[분류] C50, rpart 라이브러리를 활용한 의사결정

2020. 11. 22. 20:17노트/R : 통계

 

 

데이터 

credit.csv
0.09MB

 

 

데이터 불러오기 

credit<-read.csv("C:/Users/LG/Downloads/dataset_for_ml/dataset_for_ml/credit.csv")

summary(credit$amount)

table(credit$default)

set.seed(123)
train_sample<-sample(1000,900) # 1 부터 1000 사이에 900건 추출 

str(train_sample)
credit_train<-credit[train_sample,]


test_sample<-sample(1000,100)
credit_test<-credit[test_sample,]

prop.table(table(credit_test$default))

prop.table(table(credit_train$default))

install.packages("C50") # 의사결정 알고리즘 패키지
library(C50)



#17번째 열을 제외한 나머지(default 열 제외)

# 모델 생성 
credit_model <-C5.0(credit_train[-17], credit_train$default)

summary(credit_model)

credit_pred<-predict(credit_model , credit_test)

credit_pred

library(gmodels)

CrossTable(credit_test$default , credit_pred, 
		prop.c = FALSE, prop.r = FALSE, 
        dnn = c("actual", "predicted"))

 

# 부스팅 :의사결정 트리를 여러개 작성하여 각 의사결정 트리에서 나온 결과에 대해 투표하고 
=> 성능이 약한 모델을 모아서 성능 개선함 

 

credit_boost10<-C5.0(credit_train[-17], credit_train$default, trials = 10)

credit_boost_pred10 <-predict(credit_boost10, credit_test)

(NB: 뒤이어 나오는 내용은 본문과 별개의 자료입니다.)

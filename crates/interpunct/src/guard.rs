//! Navigation guard tasks.
//!
//! A guard is an asynchronous task invoked during a transition with the
//! target and source routes. Instead of a `next` continuation, each task
//! returns a [`GuardOutcome`]; the transition engine drains the guard
//! pipeline sequentially and short-circuits on the first non-`Proceed`
//! outcome.

use std::sync::Arc;

use futures::future::BoxFuture;

use crate::location::RawLocation;
use crate::route::Route;

/// What a guard decided about the pending transition.
#[derive(Debug)]
pub enum GuardOutcome {
    /// Advance to the next guard in the pipeline.
    Proceed,
    /// Abort the transition; the current route stays unchanged and the
    /// abort callback fires.
    Abort,
    /// Cancel the current resolution and restart the transition with a new
    /// target location.
    Redirect(RawLocation),
    /// An unexpected failure inside the guard; aborts the transition and is
    /// routed to the error hooks.
    Fail(anyhow::Error),
}

impl GuardOutcome {
    /// Shorthand for `Redirect` from anything convertible to a location.
    pub fn redirect(location: impl Into<RawLocation>) -> Self {
        Self::Redirect(location.into())
    }

    /// Shorthand for `Fail` from anything convertible to an error.
    pub fn fail(err: impl Into<anyhow::Error>) -> Self {
        Self::Fail(err.into())
    }
}

/// The future a guard invocation produces.
pub type GuardFuture = BoxFuture<'static, GuardOutcome>;

/// A registered guard: `(to, from) -> future of outcome`.
///
/// The future is `'static`, so a guard clones whatever route data it needs
/// before suspending.
pub type Guard = Arc<dyn Fn(&Route, &Route) -> GuardFuture + Send + Sync>;

/// Wraps a synchronous decision into a [`Guard`].
///
/// # Examples
///
/// ```
/// use interpunct::guard::{guard, GuardOutcome};
///
/// let block_admin = guard(|to, _from| {
///     if to.path.starts_with("/admin") {
///         GuardOutcome::Abort
///     } else {
///         GuardOutcome::Proceed
///     }
/// });
/// ```
pub fn guard<F>(f: F) -> Guard
where
    F: Fn(&Route, &Route) -> GuardOutcome + Send + Sync + 'static,
{
    Arc::new(move |to, from| {
        let outcome = f(to, from);
        Box::pin(async move { outcome })
    })
}

/// Wraps an asynchronous decision into a [`Guard`].
pub fn async_guard<F>(f: F) -> Guard
where
    F: Fn(&Route, &Route) -> GuardFuture + Send + Sync + 'static,
{
    Arc::new(f)
}

/// A hook that runs after a committed transition. Cannot abort.
pub type AfterHook = Arc<dyn Fn(&Route, &Route) + Send + Sync>;

/// A route-change listener, notified synchronously on commit.
pub type Listener = Arc<dyn Fn(&Route) + Send + Sync>;

#[cfg(test)]
mod tests {
    use super::*;

    #[test]
    fn test_sync_guard_wraps_outcome() {
        let g = guard(|_, _| GuardOutcome::Abort);
        let to = Route::start();
        let from = Route::start();
        let outcome = futures::executor::block_on(g(&to, &from));
        assert!(matches!(outcome, GuardOutcome::Abort));
    }
}
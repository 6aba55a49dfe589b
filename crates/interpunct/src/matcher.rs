//! Location matching, redirect-following, and alias re-resolution.
//!
//! The matcher resolves a raw location against the route map: name lookups
//! go through the name map (reusing current-route params for the dynamic
//! segments the target declares), path lookups scan the ordered path list,
//! redirects recurse with `redirected_from` carried forward, and alias
//! records re-resolve against the path they alias so the real record chain
//! backs the route while the externally visible path stays the alias.
//!
//! Matching never fails for an unknown target; it degrades to a not-found
//! sentinel route so the host can render a fallback view. Only a location
//! with neither path nor name is a configuration error.

use std::collections::HashMap;
use std::sync::{Arc, RwLock};

use serde_json::Value;

use crate::config::{RedirectTarget, RouteConfig};
use crate::error::RouterError;
use crate::location::{location_full_path, normalize_location, Location, RawLocation};
use crate::map::{create_route_map, RouteMapData};
use crate::path::resolve_path;
use crate::pattern::fill_params;
use crate::record::{RecordId, RouteRecord};
use crate::route::{format_full_path, Route};

/// Resolves raw locations to [`Route`] snapshots against a route map.
///
/// Shared behind an `Arc`; `add_routes` merges additional configuration
/// into the existing map.
pub struct Matcher {
    data: RwLock<RouteMapData>,
}

impl Matcher {
    /// Builds a matcher from the given route configuration.
    pub fn new(routes: &[RouteConfig]) -> Result<Self, RouterError> {
        let mut data = RouteMapData::default();
        create_route_map(routes, &mut data)?;
        Ok(Self {
            data: RwLock::new(data),
        })
    }

    /// Merges additional routes into the existing map. Previously
    /// registered records are untouched; first registration still wins on
    /// duplicates.
    pub fn add_routes(&self, routes: &[RouteConfig]) -> Result<(), RouterError> {
        let mut data = self.data.write().expect("route map lock poisoned");
        create_route_map(routes, &mut data)
    }

    /// Resolves a raw location against the current route.
    pub fn match_location(
        &self,
        raw: &RawLocation,
        current: Option<&Route>,
    ) -> Result<Route, RouterError> {
        let data = self.data.read().expect("route map lock poisoned");
        match_inner(&data, raw, current, None)
    }

    /// Snapshot of the ordered path list (match priority order).
    pub fn paths(&self) -> Vec<String> {
        self.data
            .read()
            .expect("route map lock poisoned")
            .path_list
            .clone()
    }
}

impl std::fmt::Debug for Matcher {
    fn fmt(&self, f: &mut std::fmt::Formatter<'_>) -> std::fmt::Result {
        f.debug_struct("Matcher").finish_non_exhaustive()
    }
}

fn match_inner(
    data: &RouteMapData,
    raw: &RawLocation,
    current: Option<&Route>,
    redirected_from: Option<&Location>,
) -> Result<Route, RouterError> {
    let mut location = normalize_location(raw, current, false);

    if let Some(name) = location.name.clone() {
        let Some(&id) = data.name_map.get(&name) else {
            tracing::warn!("route with name {name:?} does not exist");
            return Ok(build_route(&location, HashMap::new(), Vec::new(), redirected_from));
        };
        let record = Arc::clone(data.record(id));

        // Name-based navigation reuses the current route's params for the
        // dynamic segments the target also declares.
        if let Some(current) = current {
            let declared: Vec<&str> = record
                .pattern
                .keys()
                .iter()
                .filter(|key| !key.optional)
                .map(|key| key.name.as_str())
                .collect();
            for (key, value) in &current.params {
                if !location.params.contains_key(key) && declared.contains(&key.as_str()) {
                    location.params.insert(key.clone(), value.clone());
                }
            }
        }

        let path = match fill_params(&record.path, &location.params) {
            Ok(path) => path,
            Err(err) => {
                tracing::warn!("cannot resolve named route {name:?}: {err}");
                return Ok(build_route(&location, HashMap::new(), Vec::new(), redirected_from));
            }
        };
        location.path = Some(path.clone());

        let Some(captured) = record.pattern.captures(&path) else {
            tracing::warn!(
                "synthesized path {path:?} does not match the pattern of named route {name:?}"
            );
            return Ok(build_route(&location, HashMap::new(), Vec::new(), redirected_from));
        };
        let mut params = location.params.clone();
        params.extend(captured);
        return create_matched_route(data, Some(id), &location, params, redirected_from);
    }

    if let Some(path) = location.path.clone() {
        for candidate in &data.path_list {
            let id = data.path_map[candidate];
            let record = data.record(id);
            if let Some(params) = record.pattern.captures(&path) {
                return create_matched_route(data, Some(id), &location, params, redirected_from);
            }
        }
        return Ok(build_route(&location, HashMap::new(), Vec::new(), redirected_from));
    }

    Err(RouterError::Configuration(
        "a navigation location requires either a path or a name".to_string(),
    ))
}

/// Dispatches a matched record through redirect and alias handling before
/// building the final snapshot.
fn create_matched_route(
    data: &RouteMapData,
    id: Option<RecordId>,
    location: &Location,
    params: HashMap<String, String>,
    redirected_from: Option<&Location>,
) -> Result<Route, RouterError> {
    if let Some(id) = id {
        let record = Arc::clone(data.record(id));
        if let Some(redirect) = record.redirect.clone() {
            // Through a redirect chain, the original location is the one
            // navigation started from.
            let original = redirected_from.cloned().unwrap_or_else(|| {
                let mut loc = location.clone();
                loc.params = params.clone();
                loc
            });
            return follow_redirect(data, &record, id, &redirect, &original);
        }
        if let Some(match_as) = record.match_as.clone() {
            return resolve_alias(data, &record, &match_as, location, params, redirected_from);
        }
        let chain = ancestor_chain(data, id);
        return Ok(build_route(location, params, chain, redirected_from));
    }
    Ok(build_route(location, params, Vec::new(), redirected_from))
}

fn follow_redirect(
    data: &RouteMapData,
    record: &Arc<RouteRecord>,
    id: RecordId,
    redirect: &RedirectTarget,
    original: &Location,
) -> Result<Route, RouterError> {
    let target_raw = match redirect {
        RedirectTarget::Location(raw) => raw.clone(),
        RedirectTarget::Resolver(resolve) => {
            // The resolver sees the route that matched the redirecting
            // record.
            let chain = ancestor_chain(data, id);
            let matched = build_route(original, original.params.clone(), chain, None);
            resolve(&matched)
        }
    };

    let target = match target_raw {
        RawLocation::Path(path) => Location {
            path: Some(path),
            ..Location::default()
        },
        RawLocation::Location(location) => location,
    };

    // The redirect target inherits query, hash, and params from the
    // incoming location unless it specifies its own.
    let query = if target.query.is_empty() {
        original.query.clone()
    } else {
        target.query
    };
    let hash = if target.hash.is_empty() {
        original.hash.clone()
    } else {
        target.hash
    };
    let params = if target.params.is_empty() {
        original.params.clone()
    } else {
        target.params
    };

    if let Some(name) = target.name {
        if !data.name_map.contains_key(&name) {
            tracing::warn!("redirect of {:?} targets unknown route name {name:?}", record.path);
        }
        let raw = RawLocation::Location(Location {
            name: Some(name),
            params,
            query,
            hash,
            ..Location::default()
        });
        return match_inner(data, &raw, None, Some(original));
    }

    if let Some(path) = target.path {
        // A relative redirect path resolves against the redirecting
        // record's parent.
        let base = record
            .parent
            .map(|parent| data.record(parent).path.clone())
            .unwrap_or_else(|| "/".to_string());
        let raw_path = resolve_path(&path, &base, true);
        let filled = match fill_params(&raw_path, &params) {
            Ok(filled) => filled,
            Err(err) => {
                tracing::warn!("cannot fill redirect target {raw_path:?}: {err}");
                return Ok(build_route(original, HashMap::new(), Vec::new(), None));
            }
        };
        let raw = RawLocation::Location(Location {
            path: Some(filled),
            query,
            hash,
            ..Location::default()
        });
        return match_inner(data, &raw, None, Some(original));
    }

    tracing::warn!("invalid redirect in route {:?}: neither path nor name", record.path);
    Ok(build_route(original, HashMap::new(), Vec::new(), None))
}

fn resolve_alias(
    data: &RouteMapData,
    record: &Arc<RouteRecord>,
    match_as: &str,
    location: &Location,
    params: HashMap<String, String>,
    redirected_from: Option<&Location>,
) -> Result<Route, RouterError> {
    let aliased_path = match fill_params(match_as, &params) {
        Ok(path) => path,
        Err(err) => {
            tracing::warn!("cannot re-resolve alias {:?}: {err}", record.path);
            return Ok(build_route(location, params, Vec::new(), redirected_from));
        }
    };

    let aliased = match_inner(data, &RawLocation::Path(aliased_path), None, None)?;
    if !aliased.matched.is_empty() {
        // Render the aliased record chain; keep the alias path visible.
        return Ok(build_route(
            location,
            aliased.params.clone(),
            aliased.matched,
            redirected_from,
        ));
    }

    Ok(build_route(location, params, Vec::new(), redirected_from))
}

fn ancestor_chain(data: &RouteMapData, id: RecordId) -> Vec<Arc<RouteRecord>> {
    let mut chain = Vec::new();
    let mut next = Some(id);
    while let Some(id) = next {
        let record = data.record(id);
        chain.push(Arc::clone(record));
        next = record.parent;
    }
    chain.reverse();
    chain
}

fn build_route(
    location: &Location,
    params: HashMap<String, String>,
    matched: Vec<Arc<RouteRecord>>,
    redirected_from: Option<&Location>,
) -> Route {
    let record = matched.last();
    let path = location
        .path
        .clone()
        .unwrap_or_else(|| "/".to_string());
    let query = location.query.clone();
    let hash = location.hash.clone();
    Route {
        name: location
            .name
            .clone()
            .or_else(|| record.and_then(|r| r.name.clone())),
        meta: record.map(|r| r.meta.clone()).unwrap_or(Value::Null),
        full_path: format_full_path(&path, &query, &hash),
        path,
        query,
        hash,
        params,
        matched,
        redirected_from: redirected_from.map(location_full_path),
    }
}
//! Route configuration input.
//!
//! A router is built from an ordered sequence of [`RouteConfig`] values,
//! possibly nested through `children`. Components are opaque handles to
//! whatever the host framework renders; this core never looks inside one,
//! except to reject the classic mistake of registering a bare string
//! identifier instead of an actual component value.

use std::any::Any;
use std::collections::HashMap;
use std::fmt;
use std::sync::Arc;

use futures::future::BoxFuture;
use serde_json::Value;

use crate::guard::Guard;
use crate::location::RawLocation;
use crate::pattern::PatternOptions;
use crate::route::Route;

/// An opaque component handle.
///
/// Identity is pointer identity: two clones of the same handle compare
/// equal under [`Component::ptr_eq`], which is what the transition engine
/// uses when diffing matched chains.
#[derive(Clone)]
pub struct Component(Arc<dyn Any + Send + Sync>);

impl Component {
    /// Wraps any value as a component handle.
    pub fn new<T: Any + Send + Sync>(component: T) -> Self {
        Self(Arc::new(component))
    }

    /// Borrows the wrapped value back, if it is a `T`.
    pub fn downcast_ref<T: Any>(&self) -> Option<&T> {
        self.0.downcast_ref()
    }

    /// Whether two handles wrap the same underlying value.
    pub fn ptr_eq(&self, other: &Self) -> bool {
        Arc::ptr_eq(&self.0, &other.0)
    }

    /// A string is a component *identifier*, not a component; registering
    /// one is a configuration error.
    pub(crate) fn is_string_id(&self) -> bool {
        self.0.is::<String>() || self.0.is::<&'static str>()
    }
}

impl fmt::Debug for Component {
    fn fmt(&self, f: &mut fmt::Formatter<'_>) -> fmt::Result {
        f.write_str("Component(..)")
    }
}

/// A loader for a component resolved on demand during a transition.
pub type LazyComponent =
    Arc<dyn Fn() -> BoxFuture<'static, anyhow::Result<Component>> + Send + Sync>;

/// A component that is either available now or resolved asynchronously the
/// first time one of its routes is activated.
#[derive(Clone)]
pub enum ComponentSource {
    /// An already-available component.
    Ready(Component),
    /// A loader invoked during the transition's resolution stage; the
    /// result is cached on the record.
    Lazy(LazyComponent),
}

impl ComponentSource {
    /// Wraps an async loader.
    pub fn lazy<F>(load: F) -> Self
    where
        F: Fn() -> BoxFuture<'static, anyhow::Result<Component>> + Send + Sync + 'static,
    {
        Self::Lazy(Arc::new(load))
    }
}

impl From<Component> for ComponentSource {
    fn from(component: Component) -> Self {
        Self::Ready(component)
    }
}

impl fmt::Debug for ComponentSource {
    fn fmt(&self, f: &mut fmt::Formatter<'_>) -> fmt::Result {
        match self {
            Self::Ready(_) => f.write_str("ComponentSource::Ready(..)"),
            Self::Lazy(_) => f.write_str("ComponentSource::Lazy(..)"),
        }
    }
}

/// Where a redirecting record sends the navigation.
#[derive(Clone)]
pub enum RedirectTarget {
    /// A fixed location.
    Location(RawLocation),
    /// A function of the route that matched the redirecting record.
    Resolver(Arc<dyn Fn(&Route) -> RawLocation + Send + Sync>),
}

impl RedirectTarget {
    /// Redirect to a fixed location.
    pub fn to(location: impl Into<RawLocation>) -> Self {
        Self::Location(location.into())
    }

    /// Redirect through a resolver function.
    pub fn resolver<F>(f: F) -> Self
    where
        F: Fn(&Route) -> RawLocation + Send + Sync + 'static,
    {
        Self::Resolver(Arc::new(f))
    }
}

impl fmt::Debug for RedirectTarget {
    fn fmt(&self, f: &mut fmt::Formatter<'_>) -> fmt::Result {
        match self {
            Self::Location(raw) => f.debug_tuple("RedirectTarget::Location").field(raw).finish(),
            Self::Resolver(_) => f.write_str("RedirectTarget::Resolver(..)"),
        }
    }
}

/// One node of the route configuration tree.
///
/// # Examples
///
/// ```
/// use interpunct::config::{Component, RouteConfig};
///
/// let routes = vec![
///     RouteConfig::new("/").with_name("home").with_component(Component::new("Home".len())),
///     RouteConfig::new("/user/:id")
///         .with_name("user")
///         .with_component(Component::new(42u32))
///         .with_child(RouteConfig::new("posts").with_component(Component::new(7u32))),
/// ];
/// # let _ = routes;
/// ```
#[derive(Clone, Default)]
pub struct RouteConfig {
    /// Path template, absolute or relative to the parent. Required.
    pub path: Option<String>,
    /// Component for the default view slot.
    pub component: Option<ComponentSource>,
    /// Components per named view slot; takes precedence over `component`
    /// when non-empty.
    pub components: HashMap<String, ComponentSource>,
    /// Unique route name for name-based navigation.
    pub name: Option<String>,
    /// Redirect issued whenever this record matches.
    pub redirect: Option<RedirectTarget>,
    /// Props passed through to the host, per view slot (or as a single
    /// value for the default slot).
    pub props: Option<Value>,
    /// Additional paths that resolve to this record's component chain.
    pub alias: Vec<String>,
    /// Nested child routes.
    pub children: Vec<RouteConfig>,
    /// Route-level guard, run when the record is newly activated.
    pub before_enter: Option<Guard>,
    /// Component enter hook, run after async component resolution.
    pub before_route_enter: Option<Guard>,
    /// Component update hook, run when the record stays active across the
    /// transition.
    pub before_route_update: Option<Guard>,
    /// Component leave hook, run when the record is deactivated.
    pub before_route_leave: Option<Guard>,
    /// Opaque meta bag, surfaced on the resolved route.
    pub meta: Value,
    /// Overrides `PatternOptions::sensitive` for this record.
    pub case_sensitive: Option<bool>,
    /// Pattern compilation options.
    pub pattern_options: PatternOptions,
}

impl RouteConfig {
    /// A configuration for the given path template.
    pub fn new(path: impl Into<String>) -> Self {
        Self {
            path: Some(path.into()),
            ..Self::default()
        }
    }

    /// Sets the default-slot component.
    pub fn with_component(mut self, component: impl Into<ComponentSource>) -> Self {
        self.component = Some(component.into());
        self
    }

    /// Adds a component for a named view slot.
    pub fn with_named_component(
        mut self,
        slot: impl Into<String>,
        component: impl Into<ComponentSource>,
    ) -> Self {
        self.components.insert(slot.into(), component.into());
        self
    }

    /// Sets the route name.
    pub fn with_name(mut self, name: impl Into<String>) -> Self {
        self.name = Some(name.into());
        self
    }

    /// Sets the redirect target.
    pub fn with_redirect(mut self, redirect: RedirectTarget) -> Self {
        self.redirect = Some(redirect);
        self
    }

    /// Adds a single alias path.
    pub fn with_alias(mut self, alias: impl Into<String>) -> Self {
        self.alias.push(alias.into());
        self
    }

    /// Adds several alias paths at once.
    pub fn with_aliases<I, S>(mut self, aliases: I) -> Self
    where
        I: IntoIterator<Item = S>,
        S: Into<String>,
    {
        self.alias.extend(aliases.into_iter().map(Into::into));
        self
    }

    /// Adds a nested child route.
    pub fn with_child(mut self, child: RouteConfig) -> Self {
        self.children.push(child);
        self
    }

    /// Replaces the child routes.
    pub fn with_children(mut self, children: Vec<RouteConfig>) -> Self {
        self.children = children;
        self
    }

    /// Sets the route-level enter guard.
    pub fn with_before_enter(mut self, guard: Guard) -> Self {
        self.before_enter = Some(guard);
        self
    }

    /// Sets the component enter hook.
    pub fn with_enter_hook(mut self, guard: Guard) -> Self {
        self.before_route_enter = Some(guard);
        self
    }

    /// Sets the component update hook.
    pub fn with_update_hook(mut self, guard: Guard) -> Self {
        self.before_route_update = Some(guard);
        self
    }

    /// Sets the component leave hook.
    pub fn with_leave_hook(mut self, guard: Guard) -> Self {
        self.before_route_leave = Some(guard);
        self
    }

    /// Sets the meta bag.
    pub fn with_meta(mut self, meta: Value) -> Self {
        self.meta = meta;
        self
    }

    /// Sets the props pass-through.
    pub fn with_props(mut self, props: Value) -> Self {
        self.props = Some(props);
        self
    }

    /// Overrides case sensitivity for this record's pattern.
    pub fn with_case_sensitive(mut self, sensitive: bool) -> Self {
        self.case_sensitive = Some(sensitive);
        self
    }

    /// Sets the pattern compilation options.
    pub fn with_pattern_options(mut self, options: PatternOptions) -> Self {
        self.pattern_options = options;
        self
    }
}

impl fmt::Debug for RouteConfig {
    fn fmt(&self, f: &mut fmt::Formatter<'_>) -> fmt::Result {
        f.debug_struct("RouteConfig")
            .field("path", &self.path)
            .field("name", &self.name)
            .field("alias", &self.alias)
            .field("children", &self.children.len())
            .finish_non_exhaustive()
    }
}
//! Error types for the profit levers model
//!
//! The model itself does no I/O, so the taxonomy is small: rejected field
//! edits, invalid exchange rates at the currency boundary, and failures while
//! loading an override baseline from disk.

use std::path::PathBuf;
use thiserror::Error;

/// A scenario edit that was rejected. The previous value is always retained.
#[derive(Debug, Clone, PartialEq, Error)]
pub enum ValidationError {
    #[error("{field} must be finite, got {value}")]
    NotFinite { field: &'static str, value: f64 },

    #[error("{field} = {value} is outside [{min}, {max}]")]
    OutOfRange {
        field: &'static str,
        value: f64,
        min: f64,
        max: f64,
    },

    #[error("Unknown scenario field: {0}")]
    UnknownField(String),

    #[error("Invalid value for {field}: {reason}")]
    InvalidValue { field: String, reason: String },

    #[error(transparent)]
    Currency(#[from] CurrencyError),
}

/// Currency boundary failures.
#[derive(Debug, Clone, Copy, PartialEq, Error)]
pub enum CurrencyError {
    #[error("Exchange rate must be positive and finite, got {0}")]
    InvalidRate(f64),
}

/// Failures while loading a baseline override file.
#[derive(Debug, Error)]
pub enum BaselineError {
    #[error("Failed to open baseline file {path}: {source}")]
    Io {
        path: PathBuf,
        #[source]
        source: std::io::Error,
    },

    #[error("Malformed baseline CSV: {0}")]
    Csv(#[from] csv::Error),

    #[error("Unknown baseline parameter: {0}")]
    UnknownParameter(String),

    #[error("Invalid value {value:?} for baseline parameter {parameter}")]
    InvalidValue { parameter: String, value: String },

    #[error("Report period {start} .. {end} is empty or inverted")]
    InvalidPeriod {
        start: chrono::NaiveDate,
        end: chrono::NaiveDate,
    },

    #[error("Baseline default rejected: {0}")]
    InvalidDefault(#[from] ValidationError),
}

/// Result type alias for scenario edits.
pub type ValidationResult<T> = Result<T, ValidationError>;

CrossTable(credit_test$default , credit_boost_pred10 , 
           prop.c = FALSE, prop.r=FALSE, dnn = c("actual","predicted"))

 


 

데이터 

 

www.kaggle.com/c/titanic/data?select=train.csv

 

Titanic: Machine Learning from Disaster

Start here! Predict survival on the Titanic and get familiar with ML basics

www.kaggle.com

 

train<- read.csv("C:/Users/LG/Documents/Data/train.csv")
test<- read.csv("C:/Users/LG/Documents/Data/test.csv")

str(train)
str(test)

# 데이터 프레임 합치기
install.packages("readr")
install.packages("rpart")
install.packages("rpart.plot")

library(readr)
library(rpart)
library(rpart.plot)
library(dplyr)
library(ggplot2)

# 생존자에 NULL값 채우기 
Survived<-train$Survived
train$Survived <-NULL

# train과 test셋 합치기 
dataset<-bind_rows(train,test)

dim(bind_rows(train,test)) # 1309/11

str(dataset)

summary(dataset)
# 결측치 확인 
colSums(is.na(dataset))

 

데이터 전처리 

dataset$Fare <-median(dataset$Fare,na.rm=TRUE)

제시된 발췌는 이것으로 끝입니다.